This masterclass is designed to guide you through building a simple, yet functional, coding assistant using Pydantic AI. Over the course of the exercises, you will gain hands-on experience with the core concepts behind agentic systems, including how to define and structure an agent, write instructions (prompts), and enable tool-calling capabilities. You will also explore how execution hooks can be used to customize and control agent behavior.
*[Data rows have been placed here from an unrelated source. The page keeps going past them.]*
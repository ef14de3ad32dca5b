//! Raw sample → fixed-dim vector: scalar features, then per-axis spectra.

use super::{FeatureVector, RawSample};
use crate::config::FeaturesConfig;
use crate::error::{ExtractionError, ValidationError};

/// Turns one raw sample into a feature vector of `dim()` elements.
pub trait FeatureExtractor: Send + Sync {
    fn dim(&self) -> usize;

    /// Structural checks that can run before a sample is buffered.
    fn validate(&self, _sample: &RawSample) -> Result<(), ValidationError> {
        Ok(())
    }

    fn extract(&self, sample: &RawSample) -> Result<FeatureVector, ExtractionError>;
}

/// Layout: peak_freq xyz, rms xyz, kurtosis, spectrum_x, spectrum_y, spectrum_z.
#[derive(Debug, Clone)]
pub struct VibrationExtractor {
    spectrum_bins: usize,
}

const SCALAR_FEATURES: usize = 7;

impl VibrationExtractor {
    pub fn new(config: &FeaturesConfig) -> Self {
        Self {
            spectrum_bins: config.spectrum_bins,
        }
    }
}

impl Default for VibrationExtractor {
    fn default() -> Self {
        Self::new(&FeaturesConfig::default())
    }
}

impl FeatureExtractor for VibrationExtractor {
    fn dim(&self) -> usize {
        SCALAR_FEATURES + 3 * self.spectrum_bins
    }

    fn validate(&self, sample: &RawSample) -> Result<(), ValidationError> {
        for (axis, spectrum) in sample.spectra() {
            if let Some(bins) = spectrum {
                if bins.len() != self.spectrum_bins {
                    return Err(ValidationError::SpectrumLength {
                        axis,
                        expected: self.spectrum_bins,
                        got: bins.len(),
                    });
                }
            }
        }
        Ok(())
    }

    fn extract(&self, sample: &RawSample) -> Result<FeatureVector, ExtractionError> {
        self.validate(sample)?;

        let mut values = Vec::with_capacity(self.dim());
        for (name, v) in sample.scalars() {
            if !v.is_finite() {
                return Err(ExtractionError::NonFinite(name));
            }
            values.push(v);
        }
        for (axis, spectrum) in sample.spectra() {
            match spectrum {
                Some(bins) => {
                    if bins.iter().any(|b| !b.is_finite()) {
                        return Err(ExtractionError::NonFinite(match axis {
                            'x' => "spectrum_x",
                            'y' => "spectrum_y",
                            _ => "spectrum_z",
                        }));
                    }
                    values.extend_from_slice(bins);
                }
                None => values.extend(std::iter::repeat(0.0).take(self.spectrum_bins)),
            }
        }
        Ok(FeatureVector::new(values))
    }
}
By the end of this masterclass, you will have a working prototype and a solid understanding of foundational patterns to develop agentic applications.

Exercise 1: Your first LLM call

In this first exercise, the goal is to establish a minimal working setup and make your first call to a language model. You will configure the model provider, define the model that you will use for your agent, and connect everything through a Pydantic AI agent.

  1. Configure the model provider:
    We will use an OpenAI Responses API via a gateway. This means that you need to define a provider that specifies the endpoint of the API (base_url) and your authentication key (api_key).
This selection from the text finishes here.